While slowly building its Ontario business, Toronto-based television and Internet startup VMedia Inc. is expanding its service to three new provinces.
After a launch in Quebec at the beginning of June, the company is now also offering its home Internet, telephone and television services in major cities in Alberta and British Columbia.
VMedia buys wholesale access to broadband services from large established players and uses a proprietary set-top box it developed to deliver IPTV (Internet protocol television) over high-speed Internet. It also negotiates access to television programming through an industry group for small cable companies.
It launched in Ontario in 2013 and now has almost 20,000 customers, according to George Burger, co-founder and adviser to the company.
"That's been hard fought," he added in an interview, explaining that VMedia has been a casualty of the dominant cable and telephone companies in the region – Rogers Communications Inc. and BCE Inc. – increasing their own marketing efforts against each other in recent years.
Nonetheless, the startup is now "breaking even," Mr. Burger said, and has finally been able to spend some money on marketing (with some ads popping up on public transit) as well as its move into new markets.
The most expensive part of the expansion was setting up a dedicated sales team and call centre in Montreal to serve the francophone audience, he said. Moving into Alberta and B.C. was more straightforward as the company did not have to revamp its entire offering.
When new customers sign up, the company simply sends them the set-top box by mail and the wholesale broadband provider (for example Rogers or BCE or one of the providers in Western Canada) is responsible for connecting the home to the Internet.
VMedia runs its operations out of Toronto, but has an office that handles provisioning (which includes negotiations with carriers that sell wholesale Internet service to the company) in Russia and a call centre for customer support in India. Both of those offices were established when employees who originally worked in Toronto relocated, Mr. Burger said.

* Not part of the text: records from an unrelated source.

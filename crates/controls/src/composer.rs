use std::collections::BTreeMap;

use foundation::Time;
use runtime::EventBus;
use view::{ControlParameter, ControlParameters};

use crate::dynamics::Dynamics;
use crate::method::{ControlEvent, ControlMethod, Input, InputContext};

const PARAMETER_COUNT: usize = ControlParameter::ALL.len();

#[derive(Debug, Copy, Clone, PartialEq, Eq)]
pub enum ControlsEvent {
    /// The first method became active.
    Active,
    /// The last active method stopped.
    Inactive,
}

#[derive(Debug, Clone, PartialEq, Eq)]
pub enum ControlsError {
    DuplicateMethod(String),
    UnknownMethod(String),
    UnknownGroup(String),
    Locked,
}

impl std::fmt::Display for ControlsError {
    fn fmt(&self, f: &mut std::fmt::Formatter<'_>) -> std::fmt::Result {
        match self {
            ControlsError::DuplicateMethod(id) => {
                write!(f, "control method already registered: {id}")
            }
            ControlsError::UnknownMethod(id) => write!(f, "unknown control method: {id}"),
            ControlsError::UnknownGroup(id) => write!(f, "unknown control method group: {id}"),
            ControlsError::Locked => write!(f, "controls are locked"),
        }
    }
}

impl std::error::Error for ControlsError {}

struct MethodEntry {
    method: Box<dyn ControlMethod>,
    enabled: bool,
    active: bool,
    dynamics: [Dynamics; PARAMETER_COUNT],
    updated_at: [Time; PARAMETER_COUNT],
}

impl MethodEntry {
    fn reset_dynamics(&mut self, now: Time) {
        self.dynamics = [Dynamics::default(); PARAMETER_COUNT];
        self.updated_at = [now; PARAMETER_COUNT];
    }
}

/// Owns the registered control methods and folds their motion into one set
/// of parameter offsets per tick.
///
/// Contributions from methods driving the same parameter add up.
pub struct Controls {
    methods: BTreeMap<String, MethodEntry>,
    groups: BTreeMap<String, Vec<String>>,
    enabled: bool,
    locked: bool,
    width: f64,
    height: f64,
    last_time: Time,
    scratch: EventBus<ControlEvent>,
    events: EventBus<ControlsEvent>,
    active: bool,
}

impl std::fmt::Debug for Controls {
    fn fmt(&self, f: &mut std::fmt::Formatter<'_>) -> std::fmt::Result {
        f.debug_struct("Controls")
            .field("methods", &self.methods.keys().collect::<Vec<_>>())
            .field("groups", &self.groups)
            .field("enabled", &self.enabled)
            .field("locked", &self.locked)
            .field("active", &self.active)
            .finish()
    }
}

impl Default for Controls {
    fn default() -> Self {
        Self::new()
    }
}

impl Controls {
    pub fn new() -> Self {
        Self {
            methods: BTreeMap::new(),
            groups: BTreeMap::new(),
            enabled: true,
            locked: false,
            width: 0.0,
            height: 0.0,
            last_time: Time::ZERO,
            scratch: EventBus::new(),
            events: EventBus::new(),
            active: false,
        }
    }

    pub fn register_method(
        &mut self,
        id: impl Into<String>,
        method: Box<dyn ControlMethod>,
        enabled: bool,
    ) -> Result<(), ControlsError> {
        let id = id.into();
        if self.methods.contains_key(&id) {
            return Err(ControlsError::DuplicateMethod(id));
        }
        tracing::debug!(method = %id, enabled, "registered control method");
        self.methods.insert(
            id,
            MethodEntry {
                method,
                enabled,
                active: false,
                dynamics: [Dynamics::default(); PARAMETER_COUNT],
                updated_at: [self.last_time; PARAMETER_COUNT],
            },
        );
        Ok(())
    }

    /// Removes a method, ending its interaction first.
    pub fn unregister_method(&mut self, id: &str) -> Result<Box<dyn ControlMethod>, ControlsError> {
        if !self.methods.contains_key(id) {
            return Err(ControlsError::UnknownMethod(id.to_string()));
        }
        self.stop_method(id);
        for members in self.groups.values_mut() {
            members.retain(|m| m != id);
        }
        let entry = self
            .methods
            .remove(id)
            .ok_or_else(|| ControlsError::UnknownMethod(id.to_string()))?;
        self.refresh_active();
        Ok(entry.method)
    }

    pub fn method_ids(&self) -> impl Iterator<Item = &str> {
        self.methods.keys().map(String::as_str)
    }

    pub fn is_method_enabled(&self, id: &str) -> bool {
        self.methods.get(id).is_some_and(|e| e.enabled)
    }

    pub fn enable_method(&mut self, id: &str) -> Result<(), ControlsError> {
        if self.locked {
            return Err(ControlsError::Locked);
        }
        let entry = self
            .methods
            .get_mut(id)
            .ok_or_else(|| ControlsError::UnknownMethod(id.to_string()))?;
        entry.enabled = true;
        Ok(())
    }

    /// Disables a method and abandons whatever it was doing; its motion
    /// stops immediately.
    pub fn disable_method(&mut self, id: &str) -> Result<(), ControlsError> {
        if self.locked {
            return Err(ControlsError::Locked);
        }
        if !self.methods.contains_key(id) {
            return Err(ControlsError::UnknownMethod(id.to_string()));
        }
        self.stop_method(id);
        if let Some(entry) = self.methods.get_mut(id) {
            entry.enabled = false;
        }
        self.refresh_active();
        Ok(())
    }

    pub fn add_method_group(
        &mut self,
        group: impl Into<String>,
        ids: &[&str],
    ) -> Result<(), ControlsError> {
        if let Some(missing) = ids.iter().find(|id| !self.methods.contains_key(**id)) {
            return Err(ControlsError::UnknownMethod(missing.to_string()));
        }
        self.groups
            .insert(group.into(), ids.iter().map(|id| id.to_string()).collect());
        Ok(())
    }

    pub fn remove_method_group(&mut self, group: &str) -> Result<(), ControlsError> {
        self.groups
            .remove(group)
            .map(|_| ())
            .ok_or_else(|| ControlsError::UnknownGroup(group.to_string()))
    }

    pub fn enable_method_group(&mut self, group: &str) -> Result<(), ControlsError> {
        for id in self.group_members(group)? {
            self.enable_method(&id)?;
        }
        Ok(())
    }

    pub fn disable_method_group(&mut self, group: &str) -> Result<(), ControlsError> {
        for id in self.group_members(group)? {
            self.disable_method(&id)?;
        }
        Ok(())
    }

    fn group_members(&self, group: &str) -> Result<Vec<String>, ControlsError> {
        self.groups
            .get(group)
            .cloned()
            .ok_or_else(|| ControlsError::UnknownGroup(group.to_string()))
    }

    pub fn is_enabled(&self) -> bool {
        self.enabled
    }

    pub fn enable(&mut self) {
        self.enabled = true;
    }

    /// Stops all methods and ignores input until re-enabled. Per-method
    /// enabled flags are kept.
    pub fn disable(&mut self) {
        if !self.enabled {
            return;
        }
        let ids: Vec<String> = self.methods.keys().cloned().collect();
        for id in &ids {
            self.stop_method(id);
        }
        self.enabled = false;
        self.refresh_active();
    }

    /// Freezes the enabled state of every method.
    pub fn lock(&mut self) {
        self.locked = true;
    }

    pub fn unlock(&mut self) {
        self.locked = false;
    }

    pub fn is_locked(&self) -> bool {
        self.locked
    }

    pub fn active_controls(&self) -> Vec<&str> {
        self.methods
            .iter()
            .filter(|(_, e)| e.active)
            .map(|(id, _)| id.as_str())
            .collect()
    }

    pub fn is_active(&self) -> bool {
        self.active
    }

    /// True while any method is active or any motion is still decaying.
    pub fn is_moving(&self) -> bool {
        self.active
            || self
                .methods
                .values()
                .any(|e| e.dynamics.iter().any(|d| !d.is_settled()))
    }

    pub fn set_element_size(&mut self, width: f64, height: f64) {
        self.width = width.max(0.0);
        self.height = height.max(0.0);
    }

    fn context(&self, now: Time) -> InputContext {
        InputContext {
            now,
            width: self.width,
            height: self.height,
        }
    }

    /// Routes one input to every enabled method.
    pub fn handle_input(&mut self, input: &Input, now: Time) {
        if !self.enabled {
            return;
        }
        let ctx = self.context(now);
        let ids: Vec<String> = self
            .methods
            .iter()
            .filter(|(_, e)| e.enabled)
            .map(|(id, _)| id.clone())
            .collect();
        for id in ids {
            if let Some(entry) = self.methods.get_mut(&id) {
                entry.method.handle(input, &ctx, &mut self.scratch);
            }
            self.apply_method_events(&id, now);
        }
    }

    /// Integrates every method's motion up to `now` and returns the summed
    /// offsets to apply to the views.
    pub fn tick(&mut self, now: Time) -> ControlParameters {
        if self.enabled {
            let ctx = self.context(now);
            let ids: Vec<String> = self
                .methods
                .iter()
                .filter(|(_, e)| e.enabled)
                .map(|(id, _)| id.clone())
                .collect();
            for id in ids {
                if let Some(entry) = self.methods.get_mut(&id) {
                    entry.method.poll(&ctx, &mut self.scratch);
                }
                self.apply_method_events(&id, now);
            }
        }

        let mut out = ControlParameters::new();
        for entry in self.methods.values_mut() {
            for p in ControlParameter::ALL {
                let i = p.index();
                let elapsed = now.since(entry.updated_at[i]);
                out.add(p, entry.dynamics[i].advance(elapsed));
                entry.updated_at[i] = now;
            }
        }
        self.last_time = now;
        out
    }

    pub fn drain_events(&mut self) -> Vec<ControlsEvent> {
        self.events.drain_events().collect()
    }

    fn stop_method(&mut self, id: &str) {
        let now = self.last_time;
        if let Some(entry) = self.methods.get_mut(id) {
            entry.method.reset(&mut self.scratch);
        }
        self.apply_method_events(id, now);
        if let Some(entry) = self.methods.get_mut(id) {
            entry.active = false;
            entry.reset_dynamics(now);
        }
    }

    fn apply_method_events(&mut self, id: &str, now: Time) {
        let events: Vec<ControlEvent> = self.scratch.drain_events().collect();
        let Some(entry) = self.methods.get_mut(id) else {
            return;
        };
        for event in events {
            match event {
                ControlEvent::Active => {
                    entry.active = true;
                    entry.reset_dynamics(now);
                }
                ControlEvent::Inactive => entry.active = false,
                ControlEvent::ParameterDynamics {
                    parameter,
                    dynamics,
                } => {
                    let i = parameter.index();
                    let elapsed = now.since(entry.updated_at[i]);
                    entry.dynamics[i].update(&dynamics, elapsed);
                    entry.updated_at[i] = now;
                }
            }
        }
        self.refresh_active();
    }

    fn refresh_active(&mut self) {
        let active = self.methods.values().any(|e| e.active);
        if active != self.active {
            self.active = active;
            tracing::trace!(active, "controls activity changed");
            self.events.emit(if active {
                ControlsEvent::Active
            } else {
                ControlsEvent::Inactive
            });
        }
    }
}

The Toronto startup is one of only a small number of players that offer a "bundle" of Internet, television and home phone services in competition with the established TV and phone companies. Its model requires licences from the Canadian Radio-television and Telecommunications Commission (CRTC) to distribute television services.

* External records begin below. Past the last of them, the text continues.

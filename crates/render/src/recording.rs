use std::cell::RefCell;
use std::rc::Rc;

use foundation::Rect;
use geometry::Tile;
use serde::Serialize;
use streaming::Texture;

use crate::renderer::{LayerContext, LayerId, Renderer};

#[derive(Debug, Copy, Clone, PartialEq, Serialize)]
#[serde(tag = "op", rename_all = "snake_case")]
pub enum RenderCommand {
    StartLayer {
        layer: LayerId,
        rect: Rect,
    },
    RenderTile {
        layer: LayerId,
        tile: Tile,
        layer_z: usize,
        texture_width: u32,
        texture_height: u32,
    },
    EndLayer {
        layer: LayerId,
        rect: Rect,
    },
}

/// Shared, append-only list of commands.
#[derive(Debug, Clone, Default)]
pub struct RenderLog {
    commands: Rc<RefCell<Vec<RenderCommand>>>,
}

impl RenderLog {
    pub fn push(&self, command: RenderCommand) {
        self.commands.borrow_mut().push(command);
    }

    pub fn commands(&self) -> Vec<RenderCommand> {
        self.commands.borrow().clone()
    }

    pub fn take(&self) -> Vec<RenderCommand> {
        std::mem::take(&mut *self.commands.borrow_mut())
    }

    pub fn len(&self) -> usize {
        self.commands.borrow().len()
    }

    pub fn is_empty(&self) -> bool {
        self.commands.borrow().is_empty()
    }

    /// Tiles drawn into `layer`, in submission order.
    pub fn tiles_for(&self, layer: LayerId) -> Vec<Tile> {
        self.commands
            .borrow()
            .iter()
            .filter_map(|c| match c {
                RenderCommand::RenderTile { layer: l, tile, .. } if *l == layer => Some(*tile),
                _ => None,
            })
            .collect()
    }
}

/// Renderer that draws nothing and records every call.
#[derive(Debug, Clone, Default)]
pub struct RecordingRenderer {
    log: RenderLog,
}

impl RecordingRenderer {
    pub fn new(log: RenderLog) -> Self {
        Self { log }
    }

    pub fn log(&self) -> &RenderLog {
        &self.log
    }
}

impl Renderer for RecordingRenderer {
    fn start_layer(&mut self, layer: &LayerContext<'_>, rect: &Rect) {
        self.log.push(RenderCommand::StartLayer {
            layer: layer.id,
            rect: *rect,
        });
    }

    fn render_tile(
        &mut self,
        tile: &Tile,
        texture: &dyn Texture,
        layer: &LayerContext<'_>,
        layer_z: usize,
    ) {
        self.log.push(RenderCommand::RenderTile {
            layer: layer.id,
            tile: *tile,
            layer_z,
            texture_width: texture.width(),
            texture_height: texture.height(),
        });
    }

    fn end_layer(&mut self, layer: &LayerContext<'_>, rect: &Rect) {
        self.log.push(RenderCommand::EndLayer {
            layer: layer.id,
            rect: *rect,
        });
    }
}
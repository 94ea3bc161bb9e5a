/// Pure function constraining a view's parameters.
///
/// Limiters run on every update, after the requested change has been applied
/// and before the view decides whether anything changed.
pub type Limiter<P> = Box<dyn Fn(P) -> P>;

/// Chains limiters left to right.
pub fn compose<P: 'static>(limiters: Vec<Limiter<P>>) -> Limiter<P> {
    Box::new(move |params| limiters.iter().fold(params, |p, limit| limit(p)))
}

/// Clamps `value` into `[min, max]`, centring it when the range is inverted.
pub(crate) fn clamp_range(value: f64, min: f64, max: f64) -> f64 {
    if min > max {
        return (min + max) / 2.0;
    }
    value.max(min).min(max)
}

#[cfg(test)]
mod tests {
    use super::{Limiter, clamp_range, compose};

    #[test]
    fn compose_applies_in_order() {
        let add: Limiter<f64> = Box::new(|v| v + 1.0);
        let double: Limiter<f64> = Box::new(|v| v * 2.0);
        let both = compose(vec![add, double]);
        assert_eq!(both(1.0), 4.0);
    }

    #[test]
    fn inverted_range_centres() {
        assert_eq!(clamp_range(5.0, 0.0, 1.0), 1.0);
        assert_eq!(clamp_range(5.0, 2.0, 0.0), 1.0);
    }
}
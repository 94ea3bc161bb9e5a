use foundation::time::Time;

/// One step of a fixed-rate render loop.
///
/// The engine never reads a wall clock: whoever drives the loop (an
/// animation callback, a test, the headless CLI) hands it frames, so a run
/// replays exactly.
#[derive(Debug, Copy, Clone, PartialEq)]
pub struct Frame {
    pub index: u64,
    pub dt_s: f64,
    pub time: Time,
}

impl Frame {
    /// Frame `index` of a sequence that started at time zero. Time is
    /// computed from the index, so long runs do not accumulate rounding.
    pub fn new(index: u64, dt_s: f64) -> Self {
        let dt_s = dt_s.max(0.0);
        Self {
            index,
            dt_s,
            time: Time(index as f64 * dt_s),
        }
    }

    /// Endless frames `0, 1, 2, …` spaced `dt_s` apart.
    pub fn sequence(dt_s: f64) -> impl Iterator<Item = Frame> {
        (0u64..).map(move |i| Frame::new(i, dt_s))
    }
}
use std::cell::Cell;
use std::rc::Rc;

use geometry::Tile;

use crate::asset::Asset;

#[derive(Debug, Clone, PartialEq, Eq)]
pub enum TextureError {
    /// The asset has a zero dimension.
    EmptyAsset { width: u32, height: u32 },
    /// The asset's element is of a type the factory cannot upload.
    UnsupportedElement,
    Upload { message: String },
}

impl std::fmt::Display for TextureError {
    fn fmt(&self, f: &mut std::fmt::Formatter<'_>) -> std::fmt::Result {
        match self {
            TextureError::EmptyAsset { width, height } => {
                write!(f, "cannot build a texture from a {width}x{height} asset")
            }
            TextureError::UnsupportedElement => write!(f, "unsupported asset element"),
            TextureError::Upload { message } => write!(f, "texture upload failed: {message}"),
        }
    }
}

impl std::error::Error for TextureError {}

/// Renderer-side copy of an asset.
pub trait Texture {
    fn width(&self) -> u32;
    fn height(&self) -> u32;

    /// Re-uploads from an asset whose timestamp changed.
    fn refresh(&mut self, tile: &Tile, asset: &dyn Asset) -> Result<(), TextureError>;

    fn destroy(&mut self);
}

pub trait TextureFactory {
    fn create_texture(
        &mut self,
        tile: &Tile,
        asset: &dyn Asset,
    ) -> Result<Box<dyn Texture>, TextureError>;
}

/// Shared counters for [`MemoryTexture`]s, handy for reports and tests.
#[derive(Debug, Clone, Default)]
pub struct TextureStats {
    created: Rc<Cell<u64>>,
    refreshed: Rc<Cell<u64>>,
    destroyed: Rc<Cell<u64>>,
}

impl TextureStats {
    pub fn created(&self) -> u64 {
        self.created.get()
    }

    pub fn refreshed(&self) -> u64 {
        self.refreshed.get()
    }

    pub fn destroyed(&self) -> u64 {
        self.destroyed.get()
    }

    pub fn live(&self) -> u64 {
        self.created().saturating_sub(self.destroyed())
    }

    fn bump(cell: &Cell<u64>) {
        cell.set(cell.get() + 1);
    }
}

/// A texture that only remembers what it was built from.
#[derive(Debug)]
pub struct MemoryTexture {
    width: u32,
    height: u32,
    timestamp: u64,
    stats: TextureStats,
}

impl MemoryTexture {
    pub fn timestamp(&self) -> u64 {
        self.timestamp
    }
}

impl Texture for MemoryTexture {
    fn width(&self) -> u32 {
        self.width
    }

    fn height(&self) -> u32 {
        self.height
    }

    fn refresh(&mut self, _tile: &Tile, asset: &dyn Asset) -> Result<(), TextureError> {
        self.width = asset.width();
        self.height = asset.height();
        self.timestamp = asset.timestamp();
        TextureStats::bump(&self.stats.refreshed);
        Ok(())
    }

    fn destroy(&mut self) {
        TextureStats::bump(&self.stats.destroyed);
    }
}

#[derive(Debug, Clone, Default)]
pub struct MemoryTextureFactory {
    stats: TextureStats,
}

impl MemoryTextureFactory {
    pub fn new() -> Self {
        Self::default()
    }

    pub fn stats(&self) -> TextureStats {
        self.stats.clone()
    }
}

impl TextureFactory for MemoryTextureFactory {
    fn create_texture(
        &mut self,
        _tile: &Tile,
        asset: &dyn Asset,
    ) -> Result<Box<dyn Texture>, TextureError> {
        let (width, height) = (asset.width(), asset.height());
        if width == 0 || height == 0 {
            return Err(TextureError::EmptyAsset { width, height });
        }
        TextureStats::bump(&self.stats.created);
        Ok(Box::new(MemoryTexture {
            width,
            height,
            timestamp: asset.timestamp(),
            stats: self.stats.clone(),
        }))
    }
}

#[cfg(test)]
mod tests {
    use super::{MemoryTextureFactory, TextureError, TextureFactory};
    use crate::asset::StaticAsset;
    use geometry::{GeometryId, Tile};

    #[test]
    fn empty_assets_are_rejected() {
        let tile = Tile::grid(GeometryId::next(), 0, 0, 0);
        let mut factory = MemoryTextureFactory::new();
        let err = factory
            .create_texture(&tile, &StaticAsset::blank(0, 4))
            .err();
        assert_eq!(err, Some(TextureError::EmptyAsset { width: 0, height: 4 }));

        let mut tex = factory
            .create_texture(&tile, &StaticAsset::blank(8, 4))
            .unwrap();
        assert_eq!((tex.width(), tex.height()), (8, 4));
        tex.destroy();
        let stats = factory.stats();
        assert_eq!((stats.created(), stats.destroyed(), stats.live()), (1, 1, 0));
    }
}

It also relies on being able to eke out at least a small margin of profit between the attractively low prices it charges customers and the fees it pays for television content and wholesale Internet access.
Mr. Burger said he hopes that a current CRTC process reviewing the cost of wholesale access will yield positive results (i.e. lower wholesale rates) for his business. He also believes the incumbent Internet and TV providers will eventually raise their prices, which will give VMedia room to do the same.

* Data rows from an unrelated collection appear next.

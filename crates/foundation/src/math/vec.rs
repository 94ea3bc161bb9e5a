/// Direction or point in the panorama frame.
///
/// Right-handed: `+y` is up, the camera at rest looks down `-z` and `+x`
/// is to its right.
#[derive(Debug, Copy, Clone, PartialEq, Default)]
pub struct Vec3 {
    pub x: f64,
    pub y: f64,
    pub z: f64,
}

macro_rules! componentwise {
    ($trait:ident, $method:ident, $op:tt) => {
        impl std::ops::$trait for Vec3 {
            type Output = Vec3;

            fn $method(self, rhs: Vec3) -> Vec3 {
                Vec3::new(self.x $op rhs.x, self.y $op rhs.y, self.z $op rhs.z)
            }
        }
    };
}

componentwise!(Add, add, +);
componentwise!(Sub, sub, -);

impl std::ops::Neg for Vec3 {
    type Output = Vec3;

    fn neg(self) -> Vec3 {
        self.scale(-1.0)
    }
}

impl Vec3 {
    pub const X: Vec3 = Vec3::new(1.0, 0.0, 0.0);
    pub const Y: Vec3 = Vec3::new(0.0, 1.0, 0.0);
    pub const Z: Vec3 = Vec3::new(0.0, 0.0, 1.0);

    pub const fn new(x: f64, y: f64, z: f64) -> Self {
        Self { x, y, z }
    }

    pub fn dot(self, rhs: Vec3) -> f64 {
        self.x * rhs.x + self.y * rhs.y + self.z * rhs.z
    }

    pub fn cross(self, rhs: Vec3) -> Vec3 {
        Vec3 {
            x: self.y * rhs.z - self.z * rhs.y,
            y: self.z * rhs.x - self.x * rhs.z,
            z: self.x * rhs.y - self.y * rhs.x,
        }
    }

    pub fn scale(self, k: f64) -> Vec3 {
        Vec3::new(k * self.x, k * self.y, k * self.z)
    }

    pub fn length(self) -> f64 {
        self.dot(self).sqrt()
    }

    /// Unit vector in the same direction; the zero vector stays zero.
    pub fn normalize(self) -> Vec3 {
        match self.length() {
            l if l > 0.0 => self.scale(l.recip()),
            _ => self,
        }
    }

    /// Point at `t` along the segment from `self` to `to`.
    pub fn lerp(self, to: Vec3, t: f64) -> Vec3 {
        self + (to - self).scale(t)
    }

    /// Chebyshev norm, used to project rays onto the unit cube.
    pub fn max_abs_component(self) -> f64 {
        [self.x, self.y, self.z]
            .into_iter()
            .fold(0.0, |m: f64, c| m.max(c.abs()))
    }
}
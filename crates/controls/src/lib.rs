//! Input-driven camera motion.
//!
//! Control methods translate device input into [`Dynamics`] per camera
//! parameter; [`Controls`] integrates them once per tick into offsets that
//! views consume through `update_with_control_parameters`.

pub mod composer;
pub mod dynamics;
pub mod method;
pub mod methods;

pub use composer::{Controls, ControlsError, ControlsEvent};
pub use dynamics::{Dynamics, SETTLE_EPSILON};
pub use method::{ControlEvent, ControlMethod, Input, InputContext};
pub use methods::*;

Finally, he lauded the federal government's recent move to reject an appeal by BCE against a CRTC ruling that will grant small competitors access to the company's fibre-to-the-home Internet service.
VMedia will not be able to offer that fibre-optic service immediately, but Mr. Burger said the decision was crucial. "It means everything because the alternative is that you have no business in three years. The trend toward fibre – it's inevitable."